### Stored data entries
- Opening Delimiter -
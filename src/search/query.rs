//! Fluent search query construction.
//!
//! A `SearchQuery` accumulates predicates through chained `with_*` calls and
//! is handed to the content repository for execution. Construction is
//! validated through an explicit builder state: opening a date range moves
//! the builder into [`BuilderState::AwaitingRangeEnd`], and the only legal
//! next call is [`SearchQuery::and`]. Misuse is a programming error and
//! panics at the offending call rather than producing a malformed query.

use std::collections::BTreeMap;

use time::OffsetDateTime;
use uuid::Uuid;

use crate::domain::page::STAGE_COMPOSER;
use crate::domain::resource::{ResourceKind, Version};
use crate::domain::user::User;

/// Per-field sort relation. Multiple fields may carry an order at the same
/// time; combining them deterministically is the repository's job.
#[derive(Debug, Clone, Copy, PartialEq, Eq, Default)]
pub enum Order {
    Ascending,
    Descending,
    #[default]
    None,
}

#[derive(Debug, Clone, Copy, PartialEq, Eq)]
pub enum DateField {
    Created,
    Modified,
    Published,
}

impl DateField {
    fn as_str(self) -> &'static str {
        match self {
            DateField::Created => "creation",
            DateField::Modified => "modification",
            DateField::Published => "publishing",
        }
    }
}

/// Explicit builder state replacing the original's untyped expectation stack.
#[derive(Debug, Clone, Copy, PartialEq, Eq, Default)]
enum BuilderState {
    #[default]
    Idle,
    AwaitingRangeEnd(DateField),
}

/// A pagelet-shaped predicate: the resource must contain a pagelet of this
/// module/id, optionally constrained to a composer, a position, properties
/// and elements.
#[derive(Debug, Clone, Default, PartialEq)]
pub struct PageletPredicate {
    pub module: String,
    pub id: String,
    pub properties: BTreeMap<String, String>,
    pub elements: BTreeMap<String, String>,
    pub composer: Option<String>,
    pub position: Option<usize>,
}

#[derive(Debug, Clone)]
pub struct SearchQuery {
    site: String,

    state: BuilderState,
    pagelet_open: bool,

    ids: Vec<Uuid>,
    path: Option<String>,
    path_prefix: Option<String>,
    kinds: Vec<ResourceKind>,
    types: Vec<String>,
    without_types: Vec<String>,
    template: Option<String>,
    subjects: Vec<String>,
    filename: Option<String>,
    mimetype: Option<String>,
    text: Option<String>,

    creator: Option<User>,
    modifier: Option<User>,
    publisher: Option<User>,
    lock_owner: Option<User>,

    created_from: Option<OffsetDateTime>,
    created_to: Option<OffsetDateTime>,
    modified_from: Option<OffsetDateTime>,
    modified_to: Option<OffsetDateTime>,
    published_from: Option<OffsetDateTime>,
    published_to: Option<OffsetDateTime>,

    pagelets: Vec<PageletPredicate>,
    properties: BTreeMap<String, String>,

    version: Option<Version>,
    preferred_version: Option<Version>,

    offset: usize,
    limit: i64,

    created_order: Order,
    modified_order: Order,
    published_order: Order,
}
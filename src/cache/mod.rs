//! Pressroom response cache.
//!
//! Rendered output is cached under the set of tags that characterizes it and
//! can be removed either exactly (all tags must match) or partially (any tag
//! matches). Full pages and the response parts they embed are cached as a
//! hierarchy with independent lifetimes.
//!
//! ## Configuration
//!
//! Cache behavior is controlled via `pressroom.toml`:
//!
//! ```toml
//! [cache]
//! enabled = true
//! entry_limit = 500
//! default_expiration_secs = 300
//! default_revalidation_secs = 60
//! ```

mod config;
mod handle;
mod index;
mod lock;
mod store;
mod tag;
mod writer;

pub use config::CacheConfig;
pub use handle::CacheHandle;
pub use store::{CachedBody, ResponseCache, StartOutcome};
pub use tag::{CacheTag, CacheTagSet, TagValue, names as tag_names};
pub use writer::{PartOutcome, ResponseWriter};
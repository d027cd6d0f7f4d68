//! RSS and Atom feeds over the published index.

use std::sync::Arc;

use thiserror::Error;
use time::format_description::well_known::{Rfc2822, Rfc3339};
use time::OffsetDateTime;

use crate::application::repos::{ContentRepository, RepoError};
use crate::domain::resource::{Resource, ResourceBody, ResourceKind, Version};
use crate::search::{Order, SearchQuery};
use crate::util::xml;

const FEED_LIMIT: i64 = 20;

#[derive(Debug, Error)]
pub enum FeedError {
    #[error("failed to query the published index: {0}")]
    Repo(#[from] RepoError),
}

pub struct FeedService {
    repository: Arc<dyn ContentRepository>,
    site_title: String,
    base_url: String,
}

impl FeedService {
    pub fn new(
        repository: Arc<dyn ContentRepository>,
        site_title: impl Into<String>,
        base_url: impl Into<String>,
    ) -> Self {
        Self {
            repository,
            site_title: site_title.into(),
            base_url: normalize_base_url(&base_url.into()),
        }
    }

    async fn published_pages(&self, site: &str) -> Result<Vec<Resource>, FeedError> {
        let query = SearchQuery::new(site)
            .with_kind(ResourceKind::Page)
            .with_version(Version::Live)
            .sort_by_publishing_date(Order::Descending)
            .with_limit(FEED_LIMIT);
        let result = self.repository.find(&query).await?;
        Ok(result
            .hits
            .into_iter()
            .map(|hit| hit.resource)
            .filter(|resource| resource.published().is_published_now())
            .collect())
    }

    /// Generate an RSS 2.0 feed of the most recently published pages.
    pub async fn rss(&self, site: &str) -> Result<String, FeedError> {
        let pages = self.published_pages(site).await?;
        let mut items = String::new();
        for page in &pages {
            let link = format!("{}{}", self.base_url, page.uri().path.trim_start_matches('/'));
            items.push_str(&format!(
                "    <item>\n      <title>{}</title>\n      <link>{}</link>\n      <guid>{}</guid>\n      <pubDate>{}</pubDate>\n    </item>\n",
                xml::escape(page_title(page)),
                xml::escape(&link),
                page.id(),
                format_rfc2822(page.published().publish_from()),
            ));
        }
        Ok(format!(
            "<?xml version=\"1.0\" encoding=\"UTF-8\"?>\n<rss version=\"2.0\">\n  <channel>\n    <title>{}</title>\n    <link>{}</link>\n    <description>{}</description>\n{}  </channel>\n</rss>\n",
            xml::escape(&self.site_title),
            xml::escape(&self.base_url),
            xml::escape(&self.site_title),
            items
        ))
    }

    /// Generate an Atom 1.0 feed of the most recently published pages.
    pub async fn atom(&self, site: &str) -> Result<String, FeedError> {
        let pages = self.published_pages(site).await?;
        let updated = pages
            .first()
            .and_then(|page| page.published().publish_from())
            .unwrap_or(OffsetDateTime::UNIX_EPOCH);
        let mut entries = String::new();
        for page in &pages {
            let link = format!("{}{}", self.base_url, page.uri().path.trim_start_matches('/'));
            entries.push_str(&format!(
                "  <entry>\n    <title>{}</title>\n    <link href=\"{}\"/>\n    <id>urn:uuid:{}</id>\n    <updated>{}</updated>\n  </entry>\n",
                xml::escape(page_title(page)),
                xml::escape(&link),
                page.id(),
                format_rfc3339(page.published().publish_from()),
            ));
        }
        Ok(format!(
            "<?xml version=\"1.0\" encoding=\"UTF-8\"?>\n<feed xmlns=\"http://www.w3.org/2005/Atom\">\n  <title>{}</title>\n  <link href=\"{}\"/>\n  <updated>{}</updated>\n  <id>{}</id>\n{}</feed>\n",
            xml::escape(&self.site_title),
            xml::escape(&self.base_url),
            format_rfc3339(Some(updated)),
            xml::escape(&self.base_url),
            entries
        ))
    }
}

fn page_title(page: &Resource) -> &str {
    match page.body() {
        ResourceBody::Page(body) => body.title().unwrap_or(&page.uri().path),
        ResourceBody::Binary(content) => &content.filename,
    }
}

fn normalize_base_url(url: &str) -> String {
    let trimmed = url.trim_end_matches('/');
    format!("{trimmed}/")
}

fn format_rfc2822(date: Option<OffsetDateTime>) -> String {
    date.unwrap_or(OffsetDateTime::UNIX_EPOCH)
        .format(&Rfc2822)
        .unwrap_or_default()
}

fn format_rfc3339(date: Option<OffsetDateTime>) -> String {
    date.unwrap_or(OffsetDateTime::UNIX_EPOCH)
        .format(&Rfc3339)
        .unwrap_or_default()
}
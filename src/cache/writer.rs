//! Buffered writer for cacheable responses.
//!
//! A writer is handed out on a cache miss. The handler renders into it,
//! optionally opening nested response parts with their own tag sets and
//! lifetimes, and finishes it to commit the hierarchy and obtain the bytes
//! to serve. Once a writer is invalidated every further call is a no-op and
//! nothing is committed; the buffered bytes are still served directly.

use std::sync::Arc;

use bytes::Bytes;
use time::OffsetDateTime;
use tracing::warn;

use super::handle::CacheHandle;
use super::store::{CachedBody, ResponseCache};

/// Outcome of opening a response part.
#[derive(Debug, Clone, Copy, PartialEq, Eq)]
pub enum PartOutcome {
    /// The part was cached and its bytes are already in the output; do not
    /// render it and do not call `end_response_part`.
    Cached,
    /// The part must be rendered; close it with `end_response_part`.
    Render,
}

struct OpenPart {
    handle: CacheHandle,
    start: usize,
}

struct FinishedPart {
    handle: CacheHandle,
    start: usize,
    end: usize,
}

pub struct ResponseWriter {
    cache: Option<Arc<ResponseCache>>,
    root: CacheHandle,
    headers: Vec<(String, String)>,
    buffer: Vec<u8>,
    open_parts: Vec<OpenPart>,
    finished_parts: Vec<FinishedPart>,
    /// Keys of parts served from the cache; the committed entry still embeds
    /// their bytes and must be linked to them for cascading invalidation.
    cached_children: Vec<String>,
    invalidated: bool,
}

impl ResponseWriter {
    pub(super) fn new(cache: Arc<ResponseCache>, root: CacheHandle) -> Self {
        Self {
            cache: Some(cache),
            root,
            headers: Vec::new(),
            buffer: Vec::new(),
            open_parts: Vec::new(),
            finished_parts: Vec::new(),
            cached_children: Vec::new(),
            invalidated: false,
        }
    }

    /// A writer that buffers but never commits, used when the cache is
    /// disabled or faulted.
    pub(super) fn passthrough(root: CacheHandle) -> Self {
        Self {
            cache: None,
            root,
            headers: Vec::new(),
            buffer: Vec::new(),
            open_parts: Vec::new(),
            finished_parts: Vec::new(),
            cached_children: Vec::new(),
            invalidated: false,
        }
    }

    pub fn write(&mut self, bytes: &[u8]) {
        self.buffer.extend_from_slice(bytes);
    }

    pub fn write_str(&mut self, text: &str) {
        self.write(text.as_bytes());
    }

    /// Set a response header, replacing an existing one of the same name.
    pub fn set_header(&mut self, name: impl Into<String>, value: impl Into<String>) {
        let name = name.into();
        let value = value.into();
        if let Some(existing) = self
            .headers
            .iter_mut()
            .find(|(existing, _)| existing.eq_ignore_ascii_case(&name))
        {
            existing.1 = value;
        } else {
            self.headers.push((name, value));
        }
    }

    /// Raise the root entry's content modification date.
    pub fn set_modification_date(&mut self, date: OffsetDateTime) {
        self.root.set_modification_date(date);
    }

    /// Open an independently cached part of this response.
    ///
    /// A part hit splices the cached fragment into the output. A part miss
    /// leaves the part open: render its content and close it with
    /// [`Self::end_response_part`].
    pub fn start_response_part(&mut self, handle: CacheHandle) -> PartOutcome {
        if self.invalidated {
            self.open_parts.push(OpenPart {
                start: self.buffer.len(),
                handle,
            });
            return PartOutcome::Render;
        }
        if let Some(cache) = &self.cache
            && let Some(cached) = cache.fetch(&handle)
        {
            self.root.set_modification_date(cached.modified);
            self.buffer.extend_from_slice(&cached.body);
            self.cached_children.push(handle.key().to_string());
            return PartOutcome::Cached;
        }
        self.open_parts.push(OpenPart {
            start: self.buffer.len(),
            handle,
        });
        PartOutcome::Render
    }

    /// Close the innermost open part.
    pub fn end_response_part(&mut self, handle: &CacheHandle) {
        let Some(open) = self.open_parts.pop() else {
            warn!(key = %handle, "end_response_part without an open part");
            return;
        };
        if open.handle != *handle {
            warn!(
                expected = %open.handle,
                got = %handle,
                "response parts closed out of order; part not cached"
            );
            return;
        }
        self.finished_parts.push(FinishedPart {
            handle: open.handle,
            start: open.start,
            end: self.buffer.len(),
        });
    }

    /// This response turned out to be wrong: discard it. Further part calls
    /// are no-ops and finishing commits nothing.
    pub fn invalidate(&mut self) {
        self.invalidated = true;
        self.open_parts.clear();
        self.finished_parts.clear();
        self.cached_children.clear();
    }

    pub fn is_invalidated(&self) -> bool {
        self.invalidated
    }

    /// Finish the response: commit the entry hierarchy (unless invalidated)
    /// and hand back the bytes to serve.
    pub fn finish(mut self) -> CachedBody {
        let body = Bytes::from(std::mem::take(&mut self.buffer));
        let modified = if self.root.modification_date() == OffsetDateTime::UNIX_EPOCH {
            OffsetDateTime::now_utc()
        } else {
            self.root.modification_date()
        };

        if let Some(cache) = self.cache.take()
            && !self.invalidated
        {
            if !self.open_parts.is_empty() {
                warn!(
                    open = self.open_parts.len(),
                    "response finished with unclosed parts; response not cached"
                );
            } else {
                let mut children = std::mem::take(&mut self.cached_children);
                for part in &self.finished_parts {
                    let slice = body.slice(part.start..part.end);
                    cache.insert(&part.handle, self.headers.clone(), slice, Vec::new());
                    children.push(part.handle.key().to_string());
                }
                cache.insert(&self.root, self.headers.clone(), body.clone(), children);
            }
        }

        CachedBody {
            headers: self.headers,
            body,
            modified,
        }
    }
}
- Closing Delimiter -
### Problem description
Which lines of the entries above contain the word "root"? Copy each of them.

### Answer for this exercise
    root: CacheHandle,
    pub(super) fn new(cache: Arc<ResponseCache>, root: CacheHandle) -> Self {
            root,
    pub(super) fn passthrough(root: CacheHandle) -> Self {
            root,
    /// Raise the root entry's content modification date.
        self.root.set_modification_date(date);
            self.root.set_modification_date(cached.modified);
        let modified = if self.root.modification_date() == OffsetDateTime::UNIX_EPOCH {
            self.root.modification_date()
                cache.insert(&self.root, self.headers.clone(), body.clone(), children);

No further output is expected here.